- _What is expected_:
Your answer is a copy of every line in the records where "same" appears.

-- Opening Marker --

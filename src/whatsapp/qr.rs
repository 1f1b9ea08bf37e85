//! Login code rendering.

use std::io::Cursor;

use base64::engine::general_purpose::STANDARD;
use base64::Engine;
use image::{DynamicImage, ImageFormat, Luma};
use qrcode::render::unicode;
use qrcode::QrCode;

use super::WhatsAppError;

/// Smallest edge of the rendered PNG in pixels.
const MIN_IMAGE_SIZE: u32 = 256;

/// Render a login code as a `data:image/png;base64,...` URL.
///
/// # Errors
///
/// Returns [`WhatsAppError::QrRender`] if the code does not fit in a QR
/// symbol or PNG encoding fails.
pub fn render_data_url(code: &str) -> Result<String, WhatsAppError> {
    let qr = encode(code)?;
    let image = qr
        .render::<Luma<u8>>()
        .min_dimensions(MIN_IMAGE_SIZE, MIN_IMAGE_SIZE)
        .build();

    let mut png = Vec::new();
    DynamicImage::ImageLuma8(image)
        .write_to(&mut Cursor::new(&mut png), ImageFormat::Png)
        .map_err(|e| WhatsAppError::QrRender(e.to_string()))?;

    Ok(format!("data:image/png;base64,{}", STANDARD.encode(&png)))
}

/// Render a login code as block characters for a terminal.
///
/// # Errors
///
/// Returns [`WhatsAppError::QrRender`] if the code does not fit in a QR symbol.
pub fn render_terminal(code: &str) -> Result<String, WhatsAppError> {
    let qr = encode(code)?;
    Ok(qr
        .render::<unicode::Dense1x2>()
        .dark_color(unicode::Dense1x2::Light)
        .light_color(unicode::Dense1x2::Dark)
        .build())
}

fn encode(code: &str) -> Result<QrCode, WhatsAppError> {
    QrCode::new(code.as_bytes()).map_err(|e| WhatsAppError::QrRender(e.to_string()))
}
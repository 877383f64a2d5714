pub mod api;
pub mod error;
pub mod export;
pub mod loader;
pub mod model;
pub mod parser;
pub mod passes;
pub mod scan;
mod serialization;
mod utils;

pub use api::{
    compile_file, compile_str, export_schema_as_json_schema, export_schema_as_xsd,
    generate_example_files, generate_specification,
};
pub use error::SchemataError;
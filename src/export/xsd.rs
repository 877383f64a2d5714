//! XSD export.
//!
//! Every used data structure becomes a named `xs:simpleType` and every used
//! element structure a named `xs:simpleType` or `xs:complexType`, keyed by a
//! deterministic type-name scheme (`__type__d__<ref>`, `__type__e__<ref>`,
//! `__type__a__<ref>`). Root elements are emitted last as top-level
//! `xs:element` declarations, so the file reads bottom-up.

use quick_xml::events::{BytesDecl, BytesEnd, BytesStart, BytesText, Event};
use quick_xml::Writer;

use crate::error::ExportError;
use crate::model::{
    AttributeUsage, AttributeValueType, ContentModel, DataStructure, ElementStructure, Scalar,
    Schema, Structure, StructureListKind,
};

const XS_NAMESPACE: &str = "http://www.w3.org/2001/XMLSchema";
const BUILTIN_TYPES: [&str; 3] = ["string", "integer", "boolean"];

type XmlWriter = Writer<Vec<u8>>;

#[derive(Debug)]
pub struct XsdExporter {
    type_prefix: String,
}

impl Default for XsdExporter {
    fn default() -> Self {
        Self::new()
    }
}
//! Helpers for pulling annotations out of free-text comments.

use once_cell::sync::Lazy;
use regex::Regex;

use crate::model::StructureMetadata;

static FORMAT_NAME_RE: Lazy<Regex> =
    Lazy::new(|| Regex::new(r"Format Name:[ \t]*([^\n]+)").unwrap());
static DESCRIPTION_RE: Lazy<Regex> =
    Lazy::new(|| Regex::new(r"Description:[ \t]*([^\n]+)").unwrap());
static EXAMPLE_VALUE_RE: Lazy<Regex> =
    Lazy::new(|| Regex::new(r"Example Value:[ \t]*([^\n]+)").unwrap());

/// Extracts the `Format Name:` annotation from a file's header comment.
pub fn extract_format_name(comment: &str) -> Option<String> {
    FORMAT_NAME_RE
        .captures(comment)
        .map(|c| c[1].trim().to_string())
}

/// Extracts the `Description:` and `Example Value:` annotations from a
/// structure's body comment. Only the first occurrence of each counts.
pub fn extract_metadata(comment: &str) -> StructureMetadata {
    StructureMetadata {
        description: DESCRIPTION_RE
            .captures(comment)
            .map(|c| c[1].trim().to_string()),
        example_value: EXAMPLE_VALUE_RE
            .captures(comment)
            .map(|c| c[1].trim().to_string()),
    }
}
fn build_attribute_structure(body: ParsedBody) -> Structure {
    let mut structure = AttributeStructure::new(body.reference);
    structure.metadata = body.metadata;

    for (name, value) in body.properties {
        match (name.as_str(), value) {
            ("baseType", PropertyValue::Reference(r)) => {
                structure.base_structure_reference = Some(r)
            }
            ("tagName", PropertyValue::Str(s)) => structure.attribute_name = Some(s),
            ("valueType", PropertyValue::ValueType(vt)) => structure.value_type = Some(vt),
            ("defaultValue", PropertyValue::Scalar(v)) => structure.default_value = Some(v),
            _ => {}
        }
    }

    if structure.attribute_name.is_none() {
        structure.attribute_name = Some(structure.reference.clone());
    }

    Structure::Attribute(structure)
}

fn build_element_structure(body: ParsedBody, can_be_root: bool) -> Structure {
    let mut structure = ElementStructure::new(body.reference);
    structure.metadata = body.metadata;
    structure.can_be_root_element = can_be_root;

    for (name, value) in body.properties {
        match (name.as_str(), value) {
            ("baseType", PropertyValue::Reference(r)) => {
                structure.base_structure_reference = Some(r)
            }
            ("tagName", PropertyValue::Str(s)) => structure.element_name = Some(s),
            ("attributes", PropertyValue::AttributeUsages(usages)) => {
                structure.attributes = usages
            }
            ("allowedContent", PropertyValue::Content(content)) => {
                structure.allowed_content = Some(content)
            }
            ("isSelfClosing", PropertyValue::Bool(v)) => structure.is_self_closing = v,
            ("lineBreaks", PropertyValue::Integers(values)) => structure.line_breaks = values,
            _ => {}
        }
    }

    if structure.element_name.is_none() {
        structure.element_name = Some(structure.reference.clone());
    }

    Structure::Element(structure)
}

fn build_property_structure(body: ParsedBody) -> Structure {
    let mut structure = PropertyStructure::new(body.reference);
    structure.metadata = body.metadata;

    for (name, value) in body.properties {
        match (name.as_str(), value) {
            ("baseType", PropertyValue::Reference(r)) => {
                structure.base_structure_reference = Some(r)
            }
            ("tagName", PropertyValue::Str(s)) => structure.property_name = Some(s),
            ("valueType", PropertyValue::ValueType(AttributeValueType::Reference(r))) => {
                structure.value_type_reference = Some(r)
            }
            ("defaultValue", PropertyValue::Scalar(v)) => structure.default_value = Some(v),
            _ => {}
        }
    }

    if structure.property_name.is_none() {
        structure.property_name = Some(structure.reference.clone());
    }

    Structure::Property(structure)
}

fn build_array_structure(body: ParsedBody) -> Structure {
    let mut structure = ArrayStructure::new(body.reference);
    structure.metadata = body.metadata;

    for (name, value) in body.properties {
        match (name.as_str(), value) {
            ("baseType", PropertyValue::Reference(r)) => {
                structure.base_structure_reference = Some(r)
            }
            ("itemType", PropertyValue::Reference(r)) => structure.item_type_reference = Some(r),
            _ => {}
        }
    }

    Structure::Array(structure)
}

fn build_object_structure(body: ParsedBody, can_be_root: bool) -> Structure {
    let mut structure = ObjectStructure::new(body.reference);
    structure.metadata = body.metadata;
    structure.can_be_root_object = can_be_root;

    for (name, value) in body.properties {
        match (name.as_str(), value) {
            ("baseType", PropertyValue::Reference(r)) => {
                structure.base_structure_reference = Some(r)
            }
            ("properties", PropertyValue::PropertyUsages(usages)) => {
                structure.properties = usages
            }
            _ => {}
        }
    }

    Structure::Object(structure)
}
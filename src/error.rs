use miette::{Diagnostic, NamedSource, SourceSpan};
use thiserror::Error;

#[derive(Error, Debug, Diagnostic)]
pub enum SchemataError {
    #[error(transparent)]
    #[diagnostic(transparent)]
    Parser(#[from] ParserError),

    #[error(transparent)]
    #[diagnostic(transparent)]
    Loader(#[from] LoaderError),

    #[error(transparent)]
    #[diagnostic(transparent)]
    Export(#[from] ExportError),
}

/// Errors raised while parsing a single `.schema` source text. Every variant
/// carries the source and the character offset at which the expectation
/// failed, and the message names that offset, so the error is readable both
/// as a plain string and as a rendered diagnostic.
#[derive(Error, Debug, Diagnostic, Clone)]
pub enum ParserError {
    #[error("Expected {expected} at position {position}.")]
    #[diagnostic(
        code(parser::expected),
        help("The parser expected a specific token or value that was not found.")
    )]
    Expected {
        #[source_code]
        src: NamedSource<String>,
        #[label("Expected {expected} here")]
        span: SourceSpan,
        expected: String,
        position: usize,
    },

    #[error("Expected '*/' at position {position}.")]
    #[diagnostic(
        code(parser::unterminated_comment),
        help("A comment was opened with '/*' but never closed.")
    )]
    UnterminatedComment {
        #[source_code]
        src: NamedSource<String>,
        #[label("Comment opened here is never closed")]
        span: SourceSpan,
        position: usize,
    },

    #[error("Expected {quote} at position {position}.")]
    #[diagnostic(
        code(parser::unterminated_string),
        help("A string must be closed with the same kind of quote mark it was opened with.")
    )]
    UnterminatedString {
        #[source_code]
        src: NamedSource<String>,
        #[label("String opened here is never closed")]
        span: SourceSpan,
        quote: char,
        position: usize,
    },

    #[error("'{name}' is not a valid Schemata property name.")]
    #[diagnostic(
        code(parser::invalid_property_name),
        help("Only the fixed set of Schemata property names may appear in a structure body.")
    )]
    InvalidPropertyName {
        #[source_code]
        src: NamedSource<String>,
        #[label("Not a recognized property name")]
        span: SourceSpan,
        name: String,
    },

    #[error("Expected {expected} for property '{property}'.")]
    #[diagnostic(
        code(parser::invalid_property_value),
        help("Each property name dictates the kind of value that must follow it.")
    )]
    ExpectedPropertyValue {
        #[source_code]
        src: NamedSource<String>,
        #[label("Expected {expected} here")]
        span: SourceSpan,
        property: String,
        expected: String,
    },

    #[error("Separators must be the same throughout a list (position {position}).")]
    #[diagnostic(
        code(parser::mixed_separators),
        help("A list must use either ',' or '/' between items, not both.")
    )]
    MixedSeparators {
        #[source_code]
        src: NamedSource<String>,
        #[label("Separator does not match the one used earlier in this list")]
        span: SourceSpan,
        position: usize,
    },

    #[error("A structure with the reference '{reference}' has already been defined.")]
    #[diagnostic(
        code(parser::duplicate_reference),
        help("Structure references must be unique within one file.")
    )]
    DuplicateReference {
        #[source_code]
        src: NamedSource<String>,
        #[label("'{reference}' is already defined in this file")]
        span: SourceSpan,
        reference: String,
    },
}

/// Errors raised while loading schema files and resolving imports.
#[derive(Error, Debug, Diagnostic)]
pub enum LoaderError {
    #[error("Could not read '{path}'.")]
    #[diagnostic(code(loader::read_failed))]
    Io {
        path: String,
        #[source]
        source: std::io::Error,
    },

    #[error("'{path}' does not exist.")]
    #[diagnostic(
        code(loader::import_not_found),
        help("Import paths are resolved relative to the importing file.")
    )]
    ImportNotFound {
        path: String,
        #[source_code]
        src: NamedSource<String>,
        #[label("Imported here")]
        span: SourceSpan,
    },

    #[error("Circular import: {cycle}.")]
    #[diagnostic(
        code(loader::circular_import),
        help("A schema file cannot import itself, directly or transitively.")
    )]
    CircularImport {
        cycle: String,
        #[source_code]
        src: NamedSource<String>,
        #[label("This import closes the cycle")]
        span: SourceSpan,
    },
}

/// Errors raised by the exporters when walking a finished schema.
#[derive(Error, Debug, Diagnostic)]
pub enum ExportError {
    #[error("The schema has no root object structure.")]
    #[diagnostic(
        code(export::no_root_object),
        help("A JSON Schema export needs exactly one structure declared as 'root object'.")
    )]
    NoRootObject,

    #[error("The reference '{reference}' does not resolve to any structure.")]
    #[diagnostic(code(export::unresolved_reference))]
    UnresolvedReference { reference: String },

    #[error("Cannot create an XSD type name for '{reference}'.")]
    #[diagnostic(code(export::unsupported_structure))]
    UnsupportedStructure { reference: String },

    #[error(transparent)]
    #[diagnostic(code(export::xml))]
    Xml(#[from] quick_xml::Error),

    #[error(transparent)]
    #[diagnostic(code(export::json))]
    Json(#[from] serde_json::Error),

    #[error(transparent)]
    #[diagnostic(code(export::io))]
    Io(#[from] std::io::Error),
}
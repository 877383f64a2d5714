// End-to-end tests: source text in, compiled schema and exports out.

use schemata_core::error::SchemataError;
use schemata_core::model::{ContentModel, Structure, StructureListKind};
use schemata_core::{compile_str, export_schema_as_xsd};

const PAGE_FORMAT: &str = r#"
    /* Format Name: Page Format */

    dataType status {
        /* Description: the workflow status of a page
           Example Value: draft
        */
        baseType: string;
        allowedValues: 'draft', 'published';
    }

    dataType title_text {
        baseType: string;
        allowedPattern: '[A-Za-z0-9 ]+';
    }

    attribute status_attr {
        tagName: 'status';
        valueType: status;
    }

    element title {
        allowedContent: title_text;
    }

    element paragraph {
        allowedContent: *any text*;
    }

    root element page {
        attributes: [status_attr];
        allowedContent: [title, paragraph (n >= 0)];
    }
"#;

#[test]
fn test_compiles_the_page_format() {
    let schema = compile_str(PAGE_FORMAT, "page.schema").unwrap();

    assert_eq!(schema.format_name.as_deref(), Some("Page Format"));
    assert_eq!(schema.structures.len(), 6);
    assert_eq!(schema.root_element_structures().count(), 1);
}

#[test]
fn test_content_disambiguation_rewrites_data_references() {
    let schema = compile_str(PAGE_FORMAT, "page.schema").unwrap();

    let Some(Structure::Element(title)) = schema.structure_by_reference("title") else {
        panic!("title is not an element structure");
    };

    // 'title_text' names a data structure, so the content becomes a value.
    assert!(matches!(
        title.allowed_content,
        Some(ContentModel::Data(_))
    ));
    assert_eq!(title.value_type_reference.as_deref(), Some("title_text"));
    assert!(title.content_is_single_value());
}

#[test]
fn test_subelement_list_keeps_order_and_bounds() {
    let schema = compile_str(PAGE_FORMAT, "page.schema").unwrap();

    let Some(Structure::Element(page)) = schema.structure_by_reference("page") else {
        panic!("page is not an element structure");
    };

    let Some(ContentModel::List(list)) = &page.allowed_content else {
        panic!("page content is not a list");
    };

    assert_eq!(list.kind, StructureListKind::Ordered);
    assert_eq!(list.structures.len(), 2);

    let ContentModel::Element(paragraph) = &list.structures[1] else {
        panic!("second item is not an element usage");
    };

    assert_eq!(paragraph.minimum_number_of_occurrences, 0);
    assert_eq!(paragraph.maximum_number_of_occurrences, -1);
}

#[test]
fn test_all_structures_are_reachable_from_the_root() {
    let schema = compile_str(PAGE_FORMAT, "page.schema").unwrap();

    for structure in &schema.structures {
        assert!(structure.is_used(), "{} is unused", structure.reference());
    }
}

#[test]
fn test_unreferenced_structures_are_not_marked_used() {
    let source = r#"
        dataType orphan {
            baseType: string;
        }

        root element page {
            allowedContent: *any text*;
        }
    "#;

    let schema = compile_str(source, "page.schema").unwrap();

    let orphan = schema.structure_by_reference("orphan").unwrap();
    assert!(!orphan.is_used());

    let page = schema.structure_by_reference("page").unwrap();
    assert!(page.is_used());
}

#[test]
fn test_xsd_export_of_the_page_format() {
    let schema = compile_str(PAGE_FORMAT, "page.schema").unwrap();
    let xsd = export_schema_as_xsd(&schema, "1.0").unwrap();

    assert!(xsd.starts_with(r#"<?xml version="1.0" encoding="utf-8"?>"#));
    assert!(xsd.contains("Page Format (1.0)"));

    // One simple type per used data structure.
    assert_eq!(xsd.matches(r#"<xs:simpleType name="__type__d__status">"#).count(), 1);
    assert!(xsd.contains(r#"<xs:enumeration value="draft"/>"#));
    assert!(xsd.contains(r#"<xs:pattern value="[A-Za-z0-9 ]+"/>"#));

    // The root element is declared once, by type reference.
    assert_eq!(
        xsd.matches(r#"<xs:element name="page" type="__type__e__page"/>"#).count(),
        1
    );

    // Unbounded usages appear as maxOccurs="unbounded" inside a sequence.
    assert!(xsd.contains(r#"maxOccurs="unbounded""#));
    assert!(xsd.contains(r#"<xs:attribute name="status" type="__type__d__status" use="required"/>"#));
}

#[test]
fn test_list_function_synthesizes_a_pattern_data_structure() {
    let source = r#"
        dataType status {
            baseType: string;
            allowedValues: 'draft', 'published';
        }

        attribute tags {
            valueType: list(status, ',');
        }

        root element page {
            attributes: tags;
            allowedContent: *any text*;
        }
    "#;

    let schema = compile_str(source, "page.schema").unwrap();

    let Some(Structure::Data(synthesized)) = schema.structure_by_reference("list_of__status")
    else {
        panic!("no synthesized data structure");
    };

    let pattern = regex::Regex::new(&format!(
        "^{}$",
        synthesized.pattern.as_deref().unwrap()
    ))
    .unwrap();

    assert!(pattern.is_match("draft"));
    assert!(pattern.is_match("draft , published"));
    assert!(!pattern.is_match("draft;published"));
}

#[test]
fn test_duplicate_reference_is_a_parse_error() {
    let source = r#"
        dataType status { baseType: string; }
        dataType status { baseType: string; }
    "#;

    let error = compile_str(source, "dup.schema").unwrap_err();

    match error {
        SchemataError::Parser(parser_error) => {
            assert!(parser_error.to_string().contains("status"));
        }
        other => panic!("expected a parser error, got {other}"),
    }
}

#[test]
fn test_trailing_garbage_is_a_parse_error() {
    let source = r#"
        dataType status { baseType: string; }
        garbage
    "#;

    let result = compile_str(source, "garbage.schema");
    assert!(matches!(result, Err(SchemataError::Parser(_))));
}
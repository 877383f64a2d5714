//! Serialized debug representations of a compiled schema.

use crate::model::Schema;

impl Schema {
    /// Serializes the schema into a pretty-printed JSON string.
    ///
    /// # Errors
    /// Returns a `serde_json::Error` if serialization fails.
    pub fn to_json(&self) -> Result<String, serde_json::Error> {
        serde_json::to_string_pretty(&self)
    }

    /// Serializes the schema into a YAML string.
    ///
    /// # Errors
    /// Returns a `serde_yaml::Error` if serialization fails.
    pub fn to_yaml(&self) -> Result<String, serde_yaml::Error> {
        serde_yaml::to_string(&self)
    }
}

#[cfg(test)]
mod tests {
    use crate::model::{DataStructure, Scalar, Schema, Structure};

    #[test]
    fn json_output_tags_structure_kinds() {
        let mut schema = Schema::new(Some("Test Format".to_string()));
        let mut status = DataStructure::new("status");
        status.allowed_values = vec![Scalar::String("draft".to_string())];
        schema.structures.push(Structure::Data(status));

        let json = schema.to_json().unwrap();
        let value: serde_json::Value = serde_json::from_str(&json).unwrap();

        assert_eq!(value["formatName"], "Test Format");
        assert_eq!(value["structures"][0]["type"], "DataStructure");
        assert_eq!(value["structures"][0]["reference"], "status");
        assert_eq!(value["structures"][0]["allowedValues"][0], "draft");
    }

    #[test]
    fn yaml_output_round_trips_through_serde() {
        let mut schema = Schema::new(None);
        schema
            .structures
            .push(Structure::Data(DataStructure::new("id")));

        let yaml = schema.to_yaml().unwrap();
        assert!(yaml.contains("reference: id"));
    }
}
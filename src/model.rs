//! Wire shapes for the two ESPN endpoints. Only the fields the dashboard
//! reads are declared; everything else in the payload is ignored.

use serde::{Deserialize, Serialize};

#[derive(Default, Debug, Clone, PartialEq, Serialize, Deserialize)]
#[serde(rename_all = "camelCase", default)]
pub struct ScoreboardResponse {
    pub events: Vec<Event>,
}

#[derive(Default, Debug, Clone, PartialEq, Serialize, Deserialize)]
#[serde(rename_all = "camelCase", default)]
pub struct Event {
    pub id: String,
    pub date: String,
    pub name: String,
    pub short_name: String,
    pub competitions: Vec<Competition>,
}

#[derive(Default, Debug, Clone, PartialEq, Serialize, Deserialize)]
#[serde(rename_all = "camelCase", default)]
pub struct Competition {
    pub competitors: Vec<Competitor>,
    pub status: Status,
    pub situation: Option<Situation>,
}

#[derive(Default, Debug, Clone, PartialEq, Serialize, Deserialize)]
#[serde(rename_all = "camelCase", default)]
pub struct Competitor {
    pub team: Team,
    pub score: Option<String>,
    pub home_away: String,
}

#[derive(Default, Debug, Clone, PartialEq, Serialize, Deserialize)]
#[serde(rename_all = "camelCase", default)]
pub struct Team {
    pub abbreviation: String,
    pub display_name: String,
    pub short_display_name: String,
}

#[derive(Default, Debug, Clone, PartialEq, Serialize, Deserialize)]
#[serde(rename_all = "camelCase", default)]
pub struct Status {
    pub period: u32,
    pub display_clock: String,
    #[serde(rename = "type")]
    pub type_field: StatusType,
}

#[derive(Default, Debug, Clone, PartialEq, Serialize, Deserialize)]
#[serde(rename_all = "camelCase", default)]
pub struct StatusType {
    pub state: String, // "pre", "in", "post"
}

#[derive(Default, Debug, Clone, PartialEq, Serialize, Deserialize)]
#[serde(rename_all = "camelCase", default)]
pub struct Situation {
    pub last_play: Option<LastPlay>,
    pub drive: Option<Drive>,
}

#[derive(Default, Debug, Clone, PartialEq, Serialize, Deserialize)]
#[serde(rename_all = "camelCase", default)]
pub struct LastPlay {
    pub text: String,
}

#[derive(Default, Debug, Clone, PartialEq, Serialize, Deserialize)]
#[serde(rename_all = "camelCase", default)]
pub struct Drive {
    pub description: String,
}

/// One page of the core API's play-by-play collection.
#[derive(Default, Debug, Clone, PartialEq, Serialize, Deserialize)]
#[serde(rename_all = "camelCase", default)]
pub struct FeedPage {
    pub count: u32,
    pub page_index: u32,
    pub page_size: u32,
    pub page_count: u32,
    pub items: Vec<FeedItem>,
}

#[derive(Default, Debug, Clone, PartialEq, Serialize, Deserialize)]
#[serde(rename_all = "camelCase", default)]
pub struct FeedItem {
    pub text: String,
    pub away_score: u32,
    pub home_score: u32,
    pub period: Period,
    pub clock: Clock,
    pub start: PlayInfo,
    pub end: PlayInfo,
}

#[derive(Default, Debug, Clone, PartialEq, Serialize, Deserialize)]
#[serde(rename_all = "camelCase", default)]
pub struct Period {
    pub number: u32,
}

#[derive(Default, Debug, Clone, PartialEq, Serialize, Deserialize)]
#[serde(rename_all = "camelCase", default)]
pub struct Clock {
    pub display_value: String,
}

#[derive(Default, Debug, Clone, PartialEq, Serialize, Deserialize)]
#[serde(rename_all = "camelCase", default)]
pub struct PlayInfo {
    pub down_distance_text: String,
}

-- Closing Marker --

- _Your solution_:
        help("A string must be closed with the same kind of quote mark it was opened with.")
    #[error("Separators must be the same throughout a list (position {position}).")]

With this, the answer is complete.